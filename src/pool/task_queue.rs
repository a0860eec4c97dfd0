//! 任务队列
//!
//! 基于 crossbeam::SegQueue 的无锁 FIFO，配合条件变量让空闲工作线程阻塞等待。
//! 提交方从不阻塞。

use crate::types::Task;
use crossbeam_queue::SegQueue;
use parking_lot::{Condvar, Mutex};
use std::sync::atomic::{AtomicBool, Ordering};

/// 任务队列
#[derive(Debug, Default)]
pub struct TaskQueue {
    tasks: SegQueue<Task>,
    closed: AtomicBool,
    lock: Mutex<()>,
    ready: Condvar,
}

impl TaskQueue {
    pub fn new() -> Self {
        Self::default()
    }

    /// 入队，队列关闭后把任务原样退回
    pub fn push(&self, task: Task) -> Result<(), Task> {
        if self.closed.load(Ordering::Acquire) {
            return Err(task);
        }
        self.tasks.push(task);

        // 先取锁再通知，等待方在锁内检查队列，不会错过唤醒
        drop(self.lock.lock());
        self.ready.notify_one();
        Ok(())
    }

    /// 阻塞出队
    ///
    /// 队列关闭后仍会先把剩余任务取完，全部取完才返回 `None`
    pub fn pop_blocking(&self) -> Option<Task> {
        loop {
            if let Some(task) = self.tasks.pop() {
                return Some(task);
            }

            let mut guard = self.lock.lock();
            if !self.tasks.is_empty() {
                continue;
            }
            if self.closed.load(Ordering::Acquire) {
                return None;
            }
            self.ready.wait(&mut guard);
        }
    }

    /// 非阻塞出队
    pub fn try_pop(&self) -> Option<Task> {
        self.tasks.pop()
    }

    /// 关闭队列并唤醒所有等待的工作线程
    pub fn close(&self) {
        self.closed.store(true, Ordering::Release);
        drop(self.lock.lock());
        self.ready.notify_all();
    }

    pub fn is_closed(&self) -> bool {
        self.closed.load(Ordering::Acquire)
    }

    /// 排队中尚未开始的任务数
    pub fn len(&self) -> usize {
        self.tasks.len()
    }

    pub fn is_empty(&self) -> bool {
        self.tasks.is_empty()
    }
}

#[cfg(test)]
mod tests {
    use super::*;
    use std::sync::Arc;
    use std::thread;

    #[test]
    fn test_fifo_order() {
        let queue = TaskQueue::new();
        for i in 0..3 {
            queue.push(Task::new(format!("SELECT {}", i))).unwrap();
        }
        let order: Vec<String> = std::iter::from_fn(|| queue.try_pop()).map(|t| t.sql).collect();
        assert_eq!(order, vec!["SELECT 0", "SELECT 1", "SELECT 2"]);
    }

    #[test]
    fn test_closed_queue_rejects_and_drains() {
        let queue = TaskQueue::new();
        queue.push(Task::new("SELECT 1")).unwrap();
        queue.close();

        let rejected = queue.push(Task::new("SELECT 2")).unwrap_err();
        assert_eq!(rejected.sql, "SELECT 2");
        assert_eq!(queue.pop_blocking().map(|t| t.sql).as_deref(), Some("SELECT 1"));
        assert!(queue.pop_blocking().is_none());
    }

    #[test]
    fn test_close_wakes_blocked_consumers() {
        let queue = Arc::new(TaskQueue::new());
        let handles: Vec<_> = (0..4)
            .map(|_| {
                let queue = queue.clone();
                thread::spawn(move || {
                    let mut seen = 0;
                    while queue.pop_blocking().is_some() {
                        seen += 1;
                    }
                    seen
                })
            })
            .collect();

        for i in 0..50 {
            queue.push(Task::new(format!("SELECT {}", i))).unwrap();
        }
        queue.close();

        let total: usize = handles.into_iter().map(|h| h.join().unwrap()).sum();
        assert_eq!(total, 50);
    }
}
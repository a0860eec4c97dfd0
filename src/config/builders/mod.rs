//! # 配置构建器模块
//!
//! 提供所有配置类型的构建器实现，支持链式调用和严格验证

pub mod database_builder;
pub mod pool_builder;

pub use database_builder::DatabaseConfigBuilder;
pub use pool_builder::PoolConfigBuilder;
//! # 配置管理模块
//!
//! 提供统一的配置管理系统，支持构建器模式和链式配置
//! 构建器要求所有配置项显式设置，缺项即报错

pub mod builders;
pub mod convenience;
pub mod core;

pub use builders::{DatabaseConfigBuilder, PoolConfigBuilder};
pub use convenience::{mysql_config, sqlite_config};
pub use core::EngineConfig;
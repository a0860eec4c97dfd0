//! 数据库注册表
//!
//! 按别名保存已连接的数据库，由宿主集成层持有。
//! 同一别名重复连接返回同一个实例，不会建立新连接。

use super::database::{Database, DatabaseState};
use crate::adapter::{Driver, create_driver};
use crate::error::{AsyncSqlError, AsyncSqlResult};
use crate::types::{Completion, DatabaseConfig};
use dashmap::DashMap;
use dashmap::mapref::entry::Entry;
use rat_logger::{debug, info, warn};
use std::sync::Arc;

/// 数据库注册表
#[derive(Debug, Default)]
pub struct Registry {
    /// 数据库映射 (别名 -> 数据库)
    databases: DashMap<String, Arc<Database>>,
}

impl Registry {
    /// 创建空注册表
    pub fn new() -> Self {
        crate::init();
        info!("创建数据库注册表");
        Self::default()
    }

    /// 按别名获取或创建数据库
    pub fn connect(&self, config: DatabaseConfig) -> AsyncSqlResult<Arc<Database>> {
        if let Some(existing) = self.running(&config.alias) {
            debug!("复用已连接的数据库: 别名={}", config.alias);
            return Ok(existing);
        }
        let driver = create_driver(&config)?;
        self.connect_with_driver(config, driver)
    }

    /// 使用指定驱动按别名获取或创建数据库
    ///
    /// 已登记但不再运行的实例（例如宿主直接调用了 [`Database::disconnect`]）
    /// 视为不存在，会被新连接替换
    pub fn connect_with_driver(
        &self,
        config: DatabaseConfig,
        driver: Arc<dyn Driver>,
    ) -> AsyncSqlResult<Arc<Database>> {
        if let Some(existing) = self.running(&config.alias) {
            debug!("复用已连接的数据库: 别名={}", config.alias);
            return Ok(existing);
        }

        // 建立连接期间不持有分片锁
        let alias = config.alias.clone();
        let database = Arc::new(Database::connect_with_driver(config, driver)?);

        match self.databases.entry(alias) {
            Entry::Occupied(mut entry) if entry.get().state() != DatabaseState::Running => {
                info!("替换已停止的数据库实例: 别名={}", entry.key());
                entry.insert(database.clone());
                Ok(database)
            }
            Entry::Occupied(entry) => {
                warn!("并发连接同一别名，关闭后建立的实例: 别名={}", entry.key());
                let existing = entry.get().clone();
                drop(entry);
                database.disconnect(drop);
                Ok(existing)
            }
            Entry::Vacant(entry) => {
                entry.insert(database.clone());
                Ok(database)
            }
        }
    }

    /// 取出仍在运行的实例，顺带清除已停止的登记
    fn running(&self, alias: &str) -> Option<Arc<Database>> {
        let existing = self.databases.get(alias).map(|entry| entry.value().clone())?;
        if existing.state() == DatabaseState::Running {
            return Some(existing);
        }
        debug!("清除已停止的数据库登记: 别名={}", alias);
        self.databases
            .remove_if(alias, |_, db| Arc::ptr_eq(db, &existing));
        None
    }

    /// 获取数据库
    pub fn get(&self, alias: &str) -> AsyncSqlResult<Arc<Database>> {
        self.databases
            .get(alias)
            .map(|db| db.value().clone())
            .ok_or_else(|| AsyncSqlError::AliasNotFound {
                alias: alias.to_string(),
            })
    }

    /// 所有别名
    pub fn aliases(&self) -> Vec<String> {
        self.databases.iter().map(|entry| entry.key().clone()).collect()
    }

    pub fn len(&self) -> usize {
        self.databases.len()
    }

    pub fn is_empty(&self) -> bool {
        self.databases.is_empty()
    }

    fn snapshot(&self) -> Vec<Arc<Database>> {
        self.databases.iter().map(|entry| entry.value().clone()).collect()
    }

    /// 轮询所有数据库，通常每个宿主周期调用一次
    ///
    /// 分发期间不持有注册表锁，回调中可以安全地提交或断开数据库
    pub fn poll_all<F>(&self, mut dispatch: F) -> usize
    where
        F: FnMut(&Database, Completion),
    {
        self.snapshot()
            .iter()
            .map(|db| db.poll(|completion| dispatch(db.as_ref(), completion)))
            .sum()
    }

    /// 移除并关闭一个数据库
    ///
    /// 先从注册表中移除，之后同名连接请求会创建新实例
    pub fn disconnect<F>(&self, alias: &str, dispatch: F) -> AsyncSqlResult<usize>
    where
        F: FnMut(Completion),
    {
        let (_, database) = self
            .databases
            .remove(alias)
            .ok_or_else(|| AsyncSqlError::AliasNotFound {
                alias: alias.to_string(),
            })?;
        Ok(database.disconnect(dispatch))
    }

    /// 宿主退出：关闭所有仍然打开的数据库
    pub fn shutdown_all<F>(&self, mut dispatch: F) -> usize
    where
        F: FnMut(&Database, Completion),
    {
        let mut delivered = 0;
        for alias in self.aliases() {
            if let Some((_, database)) = self.databases.remove(&alias) {
                delivered += database.disconnect(|completion| dispatch(database.as_ref(), completion));
            }
        }
        info!("所有数据库已关闭");
        delivered
    }
}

REQUIRED WORK →
Determine the number of lines in the material above that include the word "Condvar". Give that number and no other text.

RESULT FOR THIS EXERCISE →
2